Mucormycosis experience through the eyes of the laboratory

Sağıroğlu P., Koç A. N., Atalay M. A., Gelmez G. A., Canöz Ö., Sanguzel F.

INFECTIOUS DISEASES, vol.51, no.10, pp.730-737, 2019 (SCI-Expanded) identifier identifier identifier

  • Publication Type: Article / Article
  • Volume: 51 Issue: 10
  • Publication Date: 2019
  • Doi Number: 10.1080/23744235.2019.1645962
  • Journal Indexes: Science Citation Index Expanded (SCI-EXPANDED), Scopus
  • Page Numbers: pp.730-737
  • Keywords: Mucormycosis, MALDI-TOF, Rhizopus, antifungal susceptibility, histopathology, IDENTIFICATION, EPIDEMIOLOGY, RESISTANCE
  • Erciyes University Affiliated: Yes


Background: Mucormycosis is a rare, worldwide fungal infection with high mortality, which mostly affects immunocompromised patients.

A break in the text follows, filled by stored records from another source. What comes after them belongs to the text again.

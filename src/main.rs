mod cli;

use clap::Parser;
use cli::{Cli, Commands};
use onepassword::error::JsonError;
use tracing_subscriber::EnvFilter;

fn main() {
    let filter = EnvFilter::try_from_default_env().unwrap_or_else(|_| EnvFilter::new("warn"));
    tracing_subscriber::fmt()
        .with_env_filter(filter)
        .with_writer(std::io::stderr)
        .init();

    let cli = Cli::parse();
    let vault = cli.vault.as_deref();
    let json = cli.json;

    let result = match &cli.command {
        Commands::Version => cli::version::run(json),

        Commands::Vaults => cli::vaults::run(),

        Commands::Get { item, fields } => cli::get::run(vault, item, fields),

        Commands::Value { item, field } => cli::value::run(vault, item, field, json),

        Commands::Username { item } => cli::value::run(vault, item, "username", json),

        Commands::Password { item } => cli::value::run(vault, item, "password", json),

        Commands::Uuid { item } => cli::value::run_uuid(vault, item, json),

        Commands::Document { item, output } => cli::document::run(vault, item, output.as_deref()),

        Commands::List { categories, tags } => cli::list::run(vault, categories, tags),
    };

    if let Err(e) = result {
        if json {
            let envelope = JsonError::from_error(&e);
            match serde_json::to_string(&envelope) {
                Ok(s) => eprintln!("{}", s),
                Err(_) => eprintln!("Error: {}", e),
            }
        } else {
            eprintln!("Error: {}", e);
        }
        std::process::exit(e.exit_code());
    }
}
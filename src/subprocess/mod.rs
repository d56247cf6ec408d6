use std::io;
use std::process::{Command, Stdio};

use crate::error::{OnePasswordError, Result};

/// Captured result of one finished process.
#[derive(Debug, Clone, Default, PartialEq, Eq)]
pub struct Captured {
    /// Exit code, `None` when the process was killed by a signal.
    pub code: Option<i32>,
    pub stdout: Vec<u8>,
    pub stderr: Vec<u8>,
}

impl Captured {
    pub fn success(&self) -> bool {
        self.code == Some(0)
    }
}

/// Something that can run an argument vector to completion.
///
/// `argv[0]` is the program, the rest are its arguments. Implementations
/// block until the process exits and must not retry.
pub trait Runner {
    fn output(&self, argv: &[String]) -> io::Result<Captured>;
}

impl<R: Runner + ?Sized> Runner for &R {
    fn output(&self, argv: &[String]) -> io::Result<Captured> {
        (**self).output(argv)
    }
}

/// Runs commands as real child processes via `std::process::Command`.
///
/// stdout and stderr are captured. stdin is inherited so `op` can prompt for
/// the account password when desktop-app integration is off.
#[derive(Debug, Clone, Copy, Default)]
pub struct SystemRunner;

impl Runner for SystemRunner {
    fn output(&self, argv: &[String]) -> io::Result<Captured> {
        let (program, args) = argv
            .split_first()
            .ok_or_else(|| io::Error::new(io::ErrorKind::InvalidInput, "No command specified"))?;

        let output = Command::new(program)
            .args(args)
            .stdin(Stdio::inherit())
            .output()?;

        Ok(Captured {
            code: output.status.code(),
            stdout: output.stdout,
            stderr: output.stderr,
        })
    }
}

/// Run `argv` once and return its stdout.
///
/// A non-zero exit becomes [`OnePasswordError::Runtime`] carrying the captured
/// stderr. Launch failures (missing binary included) propagate as
/// [`OnePasswordError::Io`].
pub fn run_cmd<R: Runner + ?Sized>(runner: &R, argv: &[String]) -> Result<Vec<u8>> {
    tracing::debug!(argv = ?argv, "invoking 1Password CLI");

    let captured = runner.output(argv)?;

    if !captured.success() {
        let stderr = String::from_utf8_lossy(&captured.stderr);
        let status = captured
            .code
            .map(|c| c.to_string())
            .unwrap_or_else(|| "signal".to_string());
        tracing::warn!(status = %status, command = ?argv.get(1..3), "1Password CLI exited with an error");
        return Err(OnePasswordError::Runtime(format!(
            "Encountered an error when calling subprocess (exit status {}), got: {}",
            status,
            stderr.trim()
        )));
    }

    Ok(captured.stdout)
}
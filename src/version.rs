//! Version probe for the `op` binary.
//!
//! [`get_op_cli_version`] runs `op --version` and parses the reply into a
//! [`Version`]. A missing binary is reported as [`OnePasswordError::CliNotFound`]
//! rather than a raw IO error, so callers can tell the user to install the CLI.

use std::cmp::Ordering;
use std::fmt;
use std::hash::{Hash, Hasher};
use std::io;
use std::str::FromStr;

use crate::config::DEFAULT_PROGRAM;
use crate::error::{OnePasswordError, Result};
use crate::subprocess::{self, Runner, SystemRunner};

/// A parsed CLI version, comparable with the usual release ordering.
///
/// Accepts dot-separated numeric release segments with an optional
/// pre-release tag (`2.24.0-beta.01`, `2.0.0b1`, `2.1rc2`) and an optional
/// `+local` suffix. Trailing zero segments are insignificant, so `2.23`
/// equals `2.23.0`. A local suffix sorts after the bare release; between two
/// suffixes, numeric segments compare as numbers and beat alphanumeric ones.
///
/// Narrower than PEP 440: epochs (`1!2.0`), post-releases (`2.0.post1`) and
/// dev releases (`2.0.0.dev1`) are rejected with
/// [`OnePasswordError::InvalidVersion`]. The `op` CLI does not publish such
/// versions.
#[derive(Debug, Clone)]
pub struct Version {
    text: String,
    release: Vec<u64>,
    pre: Option<PreRelease>,
    local: Option<String>,
}

#[derive(Debug, Clone, Copy, PartialEq, Eq, PartialOrd, Ord, Hash)]
pub enum PreReleaseKind {
    Alpha,
    Beta,
    Rc,
}

#[derive(Debug, Clone, Copy, PartialEq, Eq, PartialOrd, Ord, Hash)]
pub struct PreRelease {
    pub kind: PreReleaseKind,
    pub number: u64,
}

#[derive(Debug, Clone, PartialEq, Eq, PartialOrd, Ord, Hash)]
enum LocalSegment {
    Alpha(String),
    Num(u64),
}

impl Version {
    /// Release segments as written, e.g. `[2, 23, 0]`.
    pub fn release(&self) -> &[u64] {
        &self.release
    }

    pub fn major(&self) -> u64 {
        self.release.first().copied().unwrap_or(0)
    }

    pub fn minor(&self) -> u64 {
        self.release.get(1).copied().unwrap_or(0)
    }

    pub fn patch(&self) -> u64 {
        self.release.get(2).copied().unwrap_or(0)
    }

    pub fn pre(&self) -> Option<PreRelease> {
        self.pre
    }

    pub fn is_prerelease(&self) -> bool {
        self.pre.is_some()
    }

    pub fn local(&self) -> Option<&str> {
        self.local.as_deref()
    }

    fn local_key(&self) -> Option<Vec<LocalSegment>> {
        self.local.as_deref().map(|local| {
            local
                .split(['.', '-', '_'])
                .map(|seg| match seg.parse::<u64>() {
                    Ok(n) => LocalSegment::Num(n),
                    Err(_) => LocalSegment::Alpha(seg.to_ascii_lowercase()),
                })
                .collect()
        })
    }

    fn significant_release(&self) -> &[u64] {
        let end = self
            .release
            .iter()
            .rposition(|&n| n != 0)
            .map(|i| i + 1)
            .unwrap_or(0);
        &self.release[..end]
    }
}

impl FromStr for Version {
    type Err = OnePasswordError;

    fn from_str(s: &str) -> Result<Self> {
        let invalid = || OnePasswordError::InvalidVersion(s.trim().to_string());

        let text = s.trim();
        let body = text
            .strip_prefix('v')
            .or_else(|| text.strip_prefix('V'))
            .unwrap_or(text);

        let (main, local) = match body.split_once('+') {
            Some((main, local)) => {
                if local.is_empty()
                    || !local
                        .chars()
                        .all(|c| c.is_ascii_alphanumeric() || c == '.' || c == '-' || c == '_')
                {
                    return Err(invalid());
                }
                (main, Some(local.to_string()))
            }
            None => (body, None),
        };

        let split = main
            .find(|c: char| !(c.is_ascii_digit() || c == '.'))
            .unwrap_or(main.len());
        let (mut release_str, rest) = main.split_at(split);
        if !rest.is_empty() {
            release_str = release_str.strip_suffix('.').unwrap_or(release_str);
        }
        if release_str.is_empty() {
            return Err(invalid());
        }

        let release = release_str
            .split('.')
            .map(|part| {
                if part.is_empty() {
                    return Err(invalid());
                }
                part.parse::<u64>().map_err(|_| invalid())
            })
            .collect::<Result<Vec<u64>>>()?;

        let pre = if rest.is_empty() {
            None
        } else {
            Some(parse_pre(rest).ok_or_else(invalid)?)
        };

        Ok(Self {
            text: text.to_string(),
            release,
            pre,
            local,
        })
    }
}

fn parse_pre(rest: &str) -> Option<PreRelease> {
    let rest = rest.trim_start_matches(['-', '_', '.']);
    let tag_end = rest
        .find(|c: char| !c.is_ascii_alphabetic())
        .unwrap_or(rest.len());
    let (tag, rest) = rest.split_at(tag_end);

    let kind = match tag.to_ascii_lowercase().as_str() {
        "a" | "alpha" => PreReleaseKind::Alpha,
        "b" | "beta" => PreReleaseKind::Beta,
        "c" | "rc" | "pre" | "preview" => PreReleaseKind::Rc,
        _ => return None,
    };

    let digits = rest
        .strip_prefix(['-', '_', '.'])
        .unwrap_or(rest);
    let number = if digits.is_empty() {
        0
    } else if digits.chars().all(|c| c.is_ascii_digit()) {
        digits.parse().ok()?
    } else {
        return None;
    };

    Some(PreRelease { kind, number })
}

impl fmt::Display for Version {
    fn fmt(&self, f: &mut fmt::Formatter<'_>) -> fmt::Result {
        f.write_str(&self.text)
    }
}

impl Ord for Version {
    fn cmp(&self, other: &Self) -> Ordering {
        self.significant_release()
            .cmp(other.significant_release())
            .then_with(|| match (&self.pre, &other.pre) {
                (None, None) => Ordering::Equal,
                (None, Some(_)) => Ordering::Greater,
                (Some(_), None) => Ordering::Less,
                (Some(a), Some(b)) => a.cmp(b),
            })
            .then_with(|| self.local_key().cmp(&other.local_key()))
    }
}

impl PartialOrd for Version {
    fn partial_cmp(&self, other: &Self) -> Option<Ordering> {
        Some(self.cmp(other))
    }
}

impl PartialEq for Version {
    fn eq(&self, other: &Self) -> bool {
        self.cmp(other) == Ordering::Equal
    }
}

impl Eq for Version {}

impl Hash for Version {
    fn hash<H: Hasher>(&self, state: &mut H) {
        self.significant_release().hash(state);
        self.pre.hash(state);
        self.local_key().hash(state);
    }
}

/// Probe the installed `op` binary for its version.
pub fn get_op_cli_version() -> Result<Version> {
    get_op_cli_version_with(&SystemRunner, DEFAULT_PROGRAM)
}

/// Probe `program --version` through `runner`.
pub fn get_op_cli_version_with<R: Runner + ?Sized>(runner: &R, program: &str) -> Result<Version> {
    let cmd = vec![program.to_string(), "--version".to_string()];

    let stdout = subprocess::run_cmd(runner, &cmd).map_err(|e| match e {
        OnePasswordError::Io(ref io_err) if io_err.kind() == io::ErrorKind::NotFound => {
            OnePasswordError::CliNotFound(format!(
                "Cannot find `{}`, do you have 1password-cli installed?",
                program
            ))
        }
        other => other,
    })?;

    let text = String::from_utf8(stdout).map_err(|e| {
        OnePasswordError::InvalidVersion(String::from_utf8_lossy(e.as_bytes()).trim().to_string())
    })?;
    let version: Version = text.parse()?;

    tracing::debug!(version = %version, "detected 1Password CLI");
    Ok(version)
}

Compared to large parts of Asia, Europe, and the USA, information on clinical expression and fungal species distribution in mucormycosis in Turkey is limited. Objectives and methods: The main aim of this study was to evaluate the demographic features of mucormycosis cases, identify the isolates at the species level by using matrix-assisted laser desorption ionization-time of flight mass spectrometry (MALDI-TOF), compare culture results with histopathological examination and determine the antifungal susceptibility patterns of the pathogens. Results: Between 2016 and 2018, 10 mucormycosis cases (six female, four male; age range: 35-74 years) were evaluated retrospectively. The predominance of the cases were in late autumn and winter. Diabetes mellitus was the most common underlying condition. Seven patients had rhinoorbitocerebral, two had pulmonary and one had cutaneous mucormycosis. By mycological culture and direct microscopic examination nine strains were identified as Rhizopus spp. and one as Mucor spp. Seven of these strains were identified at the species level by MALDI-TOF. Histopathological examination of eight tissues were reported as compatible with mucormycosis. All isolates were resistant to azoles and echinocandins. Two isolates were resistant to Amphotericin B and one was resistant to posaconazole. Surgical debridement combined with antifungal therapy was the main treatment option. The mortality rate was 40% (n = 4) and the mean number of days between the onset of complaints and the initiation of treatment was 9.25. Conclusions: Early, rapid and accurate diagnosis of mucormycosis is of critical importance in the treatment of immunosuppressed patients.